**Brief**: Using the data below, copy out all lines with the word "Aborted".

Collected data entries:
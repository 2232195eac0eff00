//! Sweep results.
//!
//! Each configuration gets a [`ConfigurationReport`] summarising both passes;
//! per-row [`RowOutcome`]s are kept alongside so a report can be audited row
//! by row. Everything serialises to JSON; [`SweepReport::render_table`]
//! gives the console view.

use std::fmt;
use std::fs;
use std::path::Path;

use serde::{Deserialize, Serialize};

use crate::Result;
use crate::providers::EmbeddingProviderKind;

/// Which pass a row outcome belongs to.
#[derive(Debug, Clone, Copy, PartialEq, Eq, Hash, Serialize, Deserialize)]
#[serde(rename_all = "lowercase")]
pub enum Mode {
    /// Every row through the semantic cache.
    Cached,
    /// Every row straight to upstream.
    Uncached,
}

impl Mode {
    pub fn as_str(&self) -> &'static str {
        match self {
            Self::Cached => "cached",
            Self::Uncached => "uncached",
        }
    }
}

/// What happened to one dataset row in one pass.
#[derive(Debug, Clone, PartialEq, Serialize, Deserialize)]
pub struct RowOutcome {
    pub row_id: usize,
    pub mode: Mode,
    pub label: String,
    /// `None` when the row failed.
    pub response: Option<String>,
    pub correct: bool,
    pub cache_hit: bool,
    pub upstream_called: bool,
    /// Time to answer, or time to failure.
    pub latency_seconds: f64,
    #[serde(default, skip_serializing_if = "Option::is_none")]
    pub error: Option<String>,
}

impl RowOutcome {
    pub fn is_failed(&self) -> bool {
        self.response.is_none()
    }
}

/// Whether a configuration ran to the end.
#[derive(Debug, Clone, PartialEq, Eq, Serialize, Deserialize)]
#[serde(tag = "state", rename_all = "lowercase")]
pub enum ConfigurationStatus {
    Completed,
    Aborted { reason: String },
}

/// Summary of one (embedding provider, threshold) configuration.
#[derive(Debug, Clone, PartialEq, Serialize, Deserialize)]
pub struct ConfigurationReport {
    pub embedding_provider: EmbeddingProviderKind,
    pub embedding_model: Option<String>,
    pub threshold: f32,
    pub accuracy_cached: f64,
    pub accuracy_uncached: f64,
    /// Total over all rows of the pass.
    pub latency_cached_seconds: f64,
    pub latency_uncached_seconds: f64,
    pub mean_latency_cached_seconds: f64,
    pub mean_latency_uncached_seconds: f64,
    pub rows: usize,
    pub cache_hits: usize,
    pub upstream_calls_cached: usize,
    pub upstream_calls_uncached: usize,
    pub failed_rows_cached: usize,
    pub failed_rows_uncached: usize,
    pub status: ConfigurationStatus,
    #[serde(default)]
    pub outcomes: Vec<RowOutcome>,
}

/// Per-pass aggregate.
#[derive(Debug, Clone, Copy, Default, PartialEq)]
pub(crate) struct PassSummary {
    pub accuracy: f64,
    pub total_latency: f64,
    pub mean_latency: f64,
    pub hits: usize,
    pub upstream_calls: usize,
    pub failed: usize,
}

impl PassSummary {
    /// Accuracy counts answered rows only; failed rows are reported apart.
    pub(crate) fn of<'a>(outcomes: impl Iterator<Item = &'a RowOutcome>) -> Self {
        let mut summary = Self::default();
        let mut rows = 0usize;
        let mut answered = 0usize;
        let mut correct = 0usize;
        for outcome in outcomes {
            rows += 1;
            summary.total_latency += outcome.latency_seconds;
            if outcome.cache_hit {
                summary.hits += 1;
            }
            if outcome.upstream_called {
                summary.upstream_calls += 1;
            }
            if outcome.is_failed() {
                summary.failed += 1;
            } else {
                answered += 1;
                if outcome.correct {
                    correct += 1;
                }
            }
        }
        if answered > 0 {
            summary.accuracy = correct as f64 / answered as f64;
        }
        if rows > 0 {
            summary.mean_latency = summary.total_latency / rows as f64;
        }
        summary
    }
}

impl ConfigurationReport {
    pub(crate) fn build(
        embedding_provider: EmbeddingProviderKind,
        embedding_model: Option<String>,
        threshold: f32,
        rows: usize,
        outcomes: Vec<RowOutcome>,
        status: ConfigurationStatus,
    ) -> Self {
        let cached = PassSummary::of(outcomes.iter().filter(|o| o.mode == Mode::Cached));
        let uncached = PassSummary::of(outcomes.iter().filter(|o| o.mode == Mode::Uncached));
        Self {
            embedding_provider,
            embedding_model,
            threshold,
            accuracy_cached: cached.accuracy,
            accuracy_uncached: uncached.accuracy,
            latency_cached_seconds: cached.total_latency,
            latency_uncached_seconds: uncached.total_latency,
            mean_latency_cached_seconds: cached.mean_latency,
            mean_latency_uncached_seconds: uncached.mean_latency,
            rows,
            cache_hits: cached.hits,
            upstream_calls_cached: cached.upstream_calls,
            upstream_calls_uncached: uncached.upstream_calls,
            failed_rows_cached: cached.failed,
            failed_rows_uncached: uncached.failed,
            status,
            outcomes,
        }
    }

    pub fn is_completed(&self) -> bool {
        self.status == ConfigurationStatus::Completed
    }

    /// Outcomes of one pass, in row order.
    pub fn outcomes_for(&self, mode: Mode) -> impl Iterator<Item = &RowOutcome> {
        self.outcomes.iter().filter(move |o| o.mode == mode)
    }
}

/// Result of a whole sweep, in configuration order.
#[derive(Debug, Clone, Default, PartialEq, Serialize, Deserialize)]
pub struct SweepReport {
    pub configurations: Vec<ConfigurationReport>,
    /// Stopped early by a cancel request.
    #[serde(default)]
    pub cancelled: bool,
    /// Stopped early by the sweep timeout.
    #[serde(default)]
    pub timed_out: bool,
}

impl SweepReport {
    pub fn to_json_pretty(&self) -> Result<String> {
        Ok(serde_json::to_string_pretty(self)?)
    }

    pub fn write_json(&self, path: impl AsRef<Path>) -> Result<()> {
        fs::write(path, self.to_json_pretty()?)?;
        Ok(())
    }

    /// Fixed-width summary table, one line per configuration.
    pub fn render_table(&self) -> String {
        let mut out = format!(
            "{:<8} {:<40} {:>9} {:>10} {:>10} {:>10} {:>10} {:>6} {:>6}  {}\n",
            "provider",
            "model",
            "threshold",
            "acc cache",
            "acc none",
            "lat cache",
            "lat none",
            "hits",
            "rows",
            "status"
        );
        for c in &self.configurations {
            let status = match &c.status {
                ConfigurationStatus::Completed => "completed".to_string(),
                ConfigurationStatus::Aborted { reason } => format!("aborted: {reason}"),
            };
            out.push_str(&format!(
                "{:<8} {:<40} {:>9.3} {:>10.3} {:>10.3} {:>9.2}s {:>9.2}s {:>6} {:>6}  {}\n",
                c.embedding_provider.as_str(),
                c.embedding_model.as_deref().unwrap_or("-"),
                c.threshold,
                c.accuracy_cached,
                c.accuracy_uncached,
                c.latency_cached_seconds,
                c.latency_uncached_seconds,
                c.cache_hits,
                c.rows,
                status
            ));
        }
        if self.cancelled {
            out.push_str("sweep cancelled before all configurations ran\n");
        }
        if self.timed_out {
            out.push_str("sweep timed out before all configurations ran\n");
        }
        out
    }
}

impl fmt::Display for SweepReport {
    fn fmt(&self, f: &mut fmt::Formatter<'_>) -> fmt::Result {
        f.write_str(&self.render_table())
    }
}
...
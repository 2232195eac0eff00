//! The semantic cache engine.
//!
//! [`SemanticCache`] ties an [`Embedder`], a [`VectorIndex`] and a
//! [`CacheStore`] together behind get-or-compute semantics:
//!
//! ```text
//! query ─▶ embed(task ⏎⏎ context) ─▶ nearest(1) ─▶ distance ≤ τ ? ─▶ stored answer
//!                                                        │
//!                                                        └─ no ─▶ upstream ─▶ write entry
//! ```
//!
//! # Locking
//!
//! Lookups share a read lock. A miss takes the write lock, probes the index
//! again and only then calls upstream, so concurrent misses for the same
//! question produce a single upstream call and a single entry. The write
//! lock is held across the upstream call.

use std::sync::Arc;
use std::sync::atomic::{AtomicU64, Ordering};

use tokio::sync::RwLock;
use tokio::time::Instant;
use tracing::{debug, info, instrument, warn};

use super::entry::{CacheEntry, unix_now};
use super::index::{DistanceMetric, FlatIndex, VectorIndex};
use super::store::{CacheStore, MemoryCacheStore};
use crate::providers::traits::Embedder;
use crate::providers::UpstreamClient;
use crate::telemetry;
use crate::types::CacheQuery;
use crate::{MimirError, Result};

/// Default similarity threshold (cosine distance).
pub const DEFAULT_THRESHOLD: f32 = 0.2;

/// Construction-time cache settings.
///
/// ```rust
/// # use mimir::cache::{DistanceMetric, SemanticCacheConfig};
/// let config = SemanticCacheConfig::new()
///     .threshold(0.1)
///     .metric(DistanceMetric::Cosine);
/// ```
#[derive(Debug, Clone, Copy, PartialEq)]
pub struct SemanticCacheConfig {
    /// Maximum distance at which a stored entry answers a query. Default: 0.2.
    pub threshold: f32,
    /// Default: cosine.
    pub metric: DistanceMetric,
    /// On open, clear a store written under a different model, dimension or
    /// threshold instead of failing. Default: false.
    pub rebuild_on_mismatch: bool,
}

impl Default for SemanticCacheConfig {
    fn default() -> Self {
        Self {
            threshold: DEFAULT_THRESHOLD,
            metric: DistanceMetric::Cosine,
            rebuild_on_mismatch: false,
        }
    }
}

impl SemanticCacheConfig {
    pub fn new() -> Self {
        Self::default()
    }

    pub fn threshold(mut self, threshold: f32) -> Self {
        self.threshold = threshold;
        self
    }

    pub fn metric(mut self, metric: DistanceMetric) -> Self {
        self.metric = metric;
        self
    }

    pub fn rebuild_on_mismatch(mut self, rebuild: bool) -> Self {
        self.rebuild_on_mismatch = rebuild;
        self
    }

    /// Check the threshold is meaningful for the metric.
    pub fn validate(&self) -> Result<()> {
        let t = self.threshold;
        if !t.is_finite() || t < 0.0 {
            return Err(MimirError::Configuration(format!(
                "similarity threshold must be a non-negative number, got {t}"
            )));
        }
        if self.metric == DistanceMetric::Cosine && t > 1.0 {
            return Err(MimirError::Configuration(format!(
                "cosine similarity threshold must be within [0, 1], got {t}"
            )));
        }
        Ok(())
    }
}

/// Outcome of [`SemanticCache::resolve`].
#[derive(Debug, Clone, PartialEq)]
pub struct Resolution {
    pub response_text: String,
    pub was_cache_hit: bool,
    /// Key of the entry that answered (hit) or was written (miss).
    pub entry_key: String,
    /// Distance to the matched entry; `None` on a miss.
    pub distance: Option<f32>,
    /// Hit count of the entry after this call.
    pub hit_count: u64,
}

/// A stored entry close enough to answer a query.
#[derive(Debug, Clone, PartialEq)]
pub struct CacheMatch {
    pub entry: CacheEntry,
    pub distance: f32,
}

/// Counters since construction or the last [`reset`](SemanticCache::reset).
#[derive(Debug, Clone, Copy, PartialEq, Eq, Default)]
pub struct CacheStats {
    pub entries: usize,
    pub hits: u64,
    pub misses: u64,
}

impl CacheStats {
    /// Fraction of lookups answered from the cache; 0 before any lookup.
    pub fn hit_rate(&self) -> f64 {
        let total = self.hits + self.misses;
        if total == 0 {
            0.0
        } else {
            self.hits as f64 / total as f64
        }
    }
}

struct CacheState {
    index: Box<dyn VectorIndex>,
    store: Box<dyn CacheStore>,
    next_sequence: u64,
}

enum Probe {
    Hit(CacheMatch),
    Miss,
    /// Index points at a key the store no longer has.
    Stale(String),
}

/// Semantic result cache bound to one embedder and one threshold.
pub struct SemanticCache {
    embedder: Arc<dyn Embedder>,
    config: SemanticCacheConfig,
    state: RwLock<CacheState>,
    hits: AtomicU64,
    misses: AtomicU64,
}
==
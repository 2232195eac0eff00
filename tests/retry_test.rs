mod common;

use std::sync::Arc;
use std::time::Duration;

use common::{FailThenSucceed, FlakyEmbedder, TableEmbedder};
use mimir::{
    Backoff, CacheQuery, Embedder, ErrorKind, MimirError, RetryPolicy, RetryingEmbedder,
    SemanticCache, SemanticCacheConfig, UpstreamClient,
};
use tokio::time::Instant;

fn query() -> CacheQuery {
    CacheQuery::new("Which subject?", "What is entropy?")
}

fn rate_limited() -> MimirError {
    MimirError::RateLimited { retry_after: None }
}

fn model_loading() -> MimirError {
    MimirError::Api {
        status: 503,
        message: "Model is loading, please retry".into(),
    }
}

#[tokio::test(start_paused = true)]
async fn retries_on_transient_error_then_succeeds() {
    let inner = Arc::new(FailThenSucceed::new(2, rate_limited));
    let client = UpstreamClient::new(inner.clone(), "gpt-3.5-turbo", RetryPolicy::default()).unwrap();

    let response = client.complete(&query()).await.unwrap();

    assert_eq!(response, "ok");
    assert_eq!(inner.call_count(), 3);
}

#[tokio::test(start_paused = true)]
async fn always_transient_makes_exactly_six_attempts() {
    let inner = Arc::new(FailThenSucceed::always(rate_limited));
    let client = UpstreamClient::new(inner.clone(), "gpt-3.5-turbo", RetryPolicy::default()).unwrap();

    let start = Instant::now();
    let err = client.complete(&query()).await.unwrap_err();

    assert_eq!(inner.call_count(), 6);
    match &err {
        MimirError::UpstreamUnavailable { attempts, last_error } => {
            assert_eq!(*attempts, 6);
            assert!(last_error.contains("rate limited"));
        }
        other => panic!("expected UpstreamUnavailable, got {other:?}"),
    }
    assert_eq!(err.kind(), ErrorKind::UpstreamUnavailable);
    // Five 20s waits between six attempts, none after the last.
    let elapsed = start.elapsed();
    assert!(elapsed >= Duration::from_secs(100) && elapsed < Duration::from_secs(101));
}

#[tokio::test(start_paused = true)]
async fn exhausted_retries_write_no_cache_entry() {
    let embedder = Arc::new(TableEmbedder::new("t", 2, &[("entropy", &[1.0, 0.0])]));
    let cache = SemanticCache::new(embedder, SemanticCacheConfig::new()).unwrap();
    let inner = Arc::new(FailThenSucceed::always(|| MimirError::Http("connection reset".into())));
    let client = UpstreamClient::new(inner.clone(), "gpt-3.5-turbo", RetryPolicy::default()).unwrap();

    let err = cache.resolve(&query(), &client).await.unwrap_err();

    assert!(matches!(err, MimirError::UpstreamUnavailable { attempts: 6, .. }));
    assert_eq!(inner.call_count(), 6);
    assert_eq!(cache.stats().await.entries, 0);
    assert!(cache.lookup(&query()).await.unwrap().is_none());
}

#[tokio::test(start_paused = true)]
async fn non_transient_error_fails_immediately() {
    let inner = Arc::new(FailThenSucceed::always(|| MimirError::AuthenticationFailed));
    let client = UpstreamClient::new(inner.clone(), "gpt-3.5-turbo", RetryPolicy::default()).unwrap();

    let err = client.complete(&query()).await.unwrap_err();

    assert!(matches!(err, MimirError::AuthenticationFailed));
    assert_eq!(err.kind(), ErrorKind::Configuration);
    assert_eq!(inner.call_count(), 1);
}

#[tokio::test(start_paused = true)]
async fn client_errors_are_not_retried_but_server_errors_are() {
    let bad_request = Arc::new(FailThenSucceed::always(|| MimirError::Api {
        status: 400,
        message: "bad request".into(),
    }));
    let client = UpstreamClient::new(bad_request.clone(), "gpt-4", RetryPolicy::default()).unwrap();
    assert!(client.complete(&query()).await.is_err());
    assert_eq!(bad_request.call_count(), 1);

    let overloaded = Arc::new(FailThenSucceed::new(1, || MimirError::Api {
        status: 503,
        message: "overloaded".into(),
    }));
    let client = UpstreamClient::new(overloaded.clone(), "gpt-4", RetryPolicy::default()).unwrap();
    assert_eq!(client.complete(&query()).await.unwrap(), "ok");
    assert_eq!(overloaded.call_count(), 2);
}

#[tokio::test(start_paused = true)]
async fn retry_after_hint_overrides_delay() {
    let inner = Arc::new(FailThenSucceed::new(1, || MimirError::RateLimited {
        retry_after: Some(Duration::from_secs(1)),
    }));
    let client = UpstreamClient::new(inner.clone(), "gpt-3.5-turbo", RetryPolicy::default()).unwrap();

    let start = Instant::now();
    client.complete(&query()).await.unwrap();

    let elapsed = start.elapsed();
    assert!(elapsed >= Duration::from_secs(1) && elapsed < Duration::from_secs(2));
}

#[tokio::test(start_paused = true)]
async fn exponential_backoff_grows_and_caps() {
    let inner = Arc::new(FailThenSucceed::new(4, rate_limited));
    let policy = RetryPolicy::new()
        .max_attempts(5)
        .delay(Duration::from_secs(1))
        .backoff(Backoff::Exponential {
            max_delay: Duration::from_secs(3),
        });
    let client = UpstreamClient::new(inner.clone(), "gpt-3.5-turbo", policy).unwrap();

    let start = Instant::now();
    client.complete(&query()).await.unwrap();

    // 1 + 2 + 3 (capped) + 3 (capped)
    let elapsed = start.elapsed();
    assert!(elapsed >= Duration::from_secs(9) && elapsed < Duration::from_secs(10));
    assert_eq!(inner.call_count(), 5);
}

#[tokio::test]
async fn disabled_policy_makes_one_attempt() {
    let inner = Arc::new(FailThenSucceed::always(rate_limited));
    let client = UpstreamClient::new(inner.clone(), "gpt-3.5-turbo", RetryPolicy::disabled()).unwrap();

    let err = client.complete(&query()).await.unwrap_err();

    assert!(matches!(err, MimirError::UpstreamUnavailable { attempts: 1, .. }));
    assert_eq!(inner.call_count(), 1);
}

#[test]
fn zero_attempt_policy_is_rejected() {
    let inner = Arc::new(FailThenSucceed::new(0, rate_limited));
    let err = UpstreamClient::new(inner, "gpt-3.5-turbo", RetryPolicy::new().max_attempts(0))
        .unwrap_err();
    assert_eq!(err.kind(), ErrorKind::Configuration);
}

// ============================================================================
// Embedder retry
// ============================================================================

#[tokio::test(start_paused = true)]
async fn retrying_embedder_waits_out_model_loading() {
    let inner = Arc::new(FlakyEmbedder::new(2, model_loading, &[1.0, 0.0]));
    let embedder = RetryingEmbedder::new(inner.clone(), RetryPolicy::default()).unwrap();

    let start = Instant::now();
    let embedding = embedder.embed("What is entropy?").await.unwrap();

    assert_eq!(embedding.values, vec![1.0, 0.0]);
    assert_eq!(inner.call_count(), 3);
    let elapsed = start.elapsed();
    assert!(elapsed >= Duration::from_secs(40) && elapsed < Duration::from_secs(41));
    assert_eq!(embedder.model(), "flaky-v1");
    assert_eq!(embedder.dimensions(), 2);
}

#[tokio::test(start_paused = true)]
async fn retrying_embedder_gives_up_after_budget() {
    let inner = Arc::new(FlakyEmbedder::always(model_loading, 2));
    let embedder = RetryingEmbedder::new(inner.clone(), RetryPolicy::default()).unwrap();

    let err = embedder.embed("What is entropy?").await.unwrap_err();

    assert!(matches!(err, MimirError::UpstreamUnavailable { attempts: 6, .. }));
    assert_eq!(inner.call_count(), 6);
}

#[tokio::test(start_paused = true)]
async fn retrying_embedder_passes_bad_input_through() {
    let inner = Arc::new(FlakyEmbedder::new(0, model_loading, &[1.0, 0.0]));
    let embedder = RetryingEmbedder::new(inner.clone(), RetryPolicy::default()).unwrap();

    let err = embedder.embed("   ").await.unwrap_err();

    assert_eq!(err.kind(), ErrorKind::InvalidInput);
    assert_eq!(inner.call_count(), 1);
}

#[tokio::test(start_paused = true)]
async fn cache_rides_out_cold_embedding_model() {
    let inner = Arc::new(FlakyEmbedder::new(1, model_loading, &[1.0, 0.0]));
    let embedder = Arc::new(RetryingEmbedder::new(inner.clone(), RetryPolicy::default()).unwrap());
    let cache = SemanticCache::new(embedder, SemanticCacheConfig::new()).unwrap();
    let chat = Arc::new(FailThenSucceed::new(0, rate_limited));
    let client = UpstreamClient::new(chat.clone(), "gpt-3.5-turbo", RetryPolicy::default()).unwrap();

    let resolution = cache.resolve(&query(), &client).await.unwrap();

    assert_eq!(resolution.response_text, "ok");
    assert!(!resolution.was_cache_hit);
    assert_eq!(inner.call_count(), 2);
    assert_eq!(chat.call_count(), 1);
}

**Response for this exercise**:
    Aborted { reason: String },
                ConfigurationStatus::Aborted { reason } => format!("aborted: {reason}"),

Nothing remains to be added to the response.